━━━ Source information

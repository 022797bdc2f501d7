//! fonoteca, an embedded music-library database.
//!
//! The engine indexes a local music collection into a single SQLite file
//! and keeps it consistent as files are scanned, added, modified, moved,
//! or removed: schema creation and forward migration, lazy identity
//! resolution for artists/albums/genres/composers/lyricists, idempotent
//! track upsert with duplicate-file priorities, and per-batch change
//! tracking that drives ordered notifications.

pub mod library_store;
pub mod sqlite_persistence;

pub use library_store::{
    Album, Artist, ChangeSet, Composer, DiscoverSource, Genre, ImportBatch, LibraryDbConfig,
    LibraryObserver, Lyricist, MusicLibraryDb, Track, TrackFile, TrackMetadata,
};
//! Read accessors for the music library database.
//!
//! Every public read opens and closes its own transaction and returns a
//! neutral empty value on failure. Track listings only surface canonical
//! rows: the minimum-priority row among all files sharing one logical
//! track identity.

use super::models::{Album, Artist, Composer, DiscoverSource, Genre, Lyricist, Track, TrackFile};
use super::store::MusicLibraryDb;
use chrono::Utc;
use rusqlite::{params, OptionalExtension, Row};

pub(crate) const TRACK_COLUMNS: &str = "id, file_name, priority, title, artist_name, \
    album_title, album_artist_name, album_path, track_number, disc_number, duration, \
    rating, genre_name, composer_name, lyricist_name, comment, year, channels, bit_rate, \
    sample_rate, has_embedded_cover";

const TRACK_COLUMNS_T: &str = "t.id, t.file_name, t.priority, t.title, t.artist_name, \
    t.album_title, t.album_artist_name, t.album_path, t.track_number, t.disc_number, \
    t.duration, t.rating, t.genre_name, t.composer_name, t.lyricist_name, t.comment, \
    t.year, t.channels, t.bit_rate, t.sample_rate, t.has_embedded_cover";

/// Restricts rows of `tracks t` to the canonical file per logical track.
const CANONICAL_TRACK: &str = "t.priority = (SELECT MIN(t2.priority) FROM tracks t2 \
    WHERE t2.title = t.title AND t2.artist_name IS t.artist_name \
    AND t2.album_title IS t.album_title AND t2.album_artist_name IS t.album_artist_name \
    AND t2.album_path IS t.album_path)";
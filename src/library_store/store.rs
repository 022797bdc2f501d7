//! SQLite-backed music library store.
//!
//! `MusicLibraryDb` owns the single database connection, the in-memory id
//! counters, and the observer list. All operations are synchronous calls
//! on the caller's thread; there is exactly one logical writer per open
//! database. Public writes wrap the whole batch in one transaction and
//! report the committed result as a [`ChangeSet`], public reads each open
//! their own transaction.

use super::changes::{ChangeSet, ChangeTracker, LibraryObserver};
use super::models::{Track, TrackMetadata};
use super::queries::{track_from_row, TRACK_COLUMNS};
use super::schema::{self, SchemaOutcome};
use anyhow::{bail, Context, Result};
use chrono::Utc;
use rusqlite::{params, Connection, OptionalExtension};
use std::cell::RefCell;
use std::collections::HashMap;
use std::path::PathBuf;
use std::time::Duration;
use tracing::{debug, error, info};

/// How to open a library database.
#[derive(Clone, Debug)]
pub struct LibraryDbConfig {
    /// Path of the database file; `None` opens an in-memory store.
    pub path: Option<PathBuf>,
    /// How long a writer waits on a locked database before failing.
    pub busy_timeout: Duration,
}

impl Default for LibraryDbConfig {
    fn default() -> Self {
        LibraryDbConfig {
            path: None,
            busy_timeout: Duration::from_secs(5),
        }
    }
}

impl LibraryDbConfig {
    pub fn at_path(path: impl Into<PathBuf>) -> Self {
        LibraryDbConfig {
            path: Some(path.into()),
            ..Default::default()
        }
    }

    pub fn in_memory() -> Self {
        LibraryDbConfig::default()
    }
}

/// Next-id counters, one per entity table. Seeded from `MAX(id) + 1` at
/// open so ids stay stable across restarts without trusting AUTOINCREMENT
/// through schema rebuilds; never reused within a process lifetime.
#[derive(Debug)]
struct IdCounters {
    artist: u64,
    album: u64,
    track: u64,
    genre: u64,
    composer: u64,
    lyricist: u64,
    discover_source: u64,
}

impl IdCounters {
    fn seed(conn: &Connection) -> Result<IdCounters> {
        Ok(IdCounters {
            artist: initial_id(conn, "artists")?,
            album: initial_id(conn, "albums")?,
            track: initial_id(conn, "tracks")?,
            genre: initial_id(conn, "genres")?,
            composer: initial_id(conn, "composers")?,
            lyricist: initial_id(conn, "lyricists")?,
            discover_source: initial_id(conn, "discover_sources")?,
        })
    }
}

fn initial_id(conn: &Connection, table: &str) -> Result<u64> {
    let max: Option<i64> = conn.query_row(&format!("SELECT MAX(id) FROM {table}"), [], |r| {
        r.get(0)
    })?;
    Ok(max.map_or(1, |m| m as u64 + 1))
}

/// The name-keyed entity tables that share the lazy create-on-first-use
/// resolution path.
#[derive(Clone, Copy, PartialEq, Eq)]
enum NamedKind {
    Artist,
    Genre,
    Composer,
    Lyricist,
}

impl NamedKind {
    fn select_sql(self) -> &'static str {
        match self {
            NamedKind::Artist => "SELECT id FROM artists WHERE name = ?1",
            NamedKind::Genre => "SELECT id FROM genres WHERE name = ?1",
            NamedKind::Composer => "SELECT id FROM composers WHERE name = ?1",
            NamedKind::Lyricist => "SELECT id FROM lyricists WHERE name = ?1",
        }
    }

    fn insert_sql(self) -> &'static str {
        match self {
            NamedKind::Artist => "INSERT INTO artists (id, name) VALUES (?1, ?2)",
            NamedKind::Genre => "INSERT INTO genres (id, name) VALUES (?1, ?2)",
            NamedKind::Composer => "INSERT INTO composers (id, name) VALUES (?1, ?2)",
            NamedKind::Lyricist => "INSERT INTO lyricists (id, name) VALUES (?1, ?2)",
        }
    }

    fn counter(self, ids: &mut IdCounters) -> &mut u64 {
        match self {
            NamedKind::Artist => &mut ids.artist,
            NamedKind::Genre => &mut ids.genre,
            NamedKind::Composer => &mut ids.composer,
            NamedKind::Lyricist => &mut ids.lyricist,
        }
    }
}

━━━━━━

Assignment: Copy every line above that holds the word "artists".

Your solution:
//! resolution for artists/albums/genres/composers/lyricists, idempotent
            artist: initial_id(conn, "artists")?,
            NamedKind::Artist => "SELECT id FROM artists WHERE name = ?1",
            NamedKind::Artist => "INSERT INTO artists (id, name) VALUES (?1, ?2)",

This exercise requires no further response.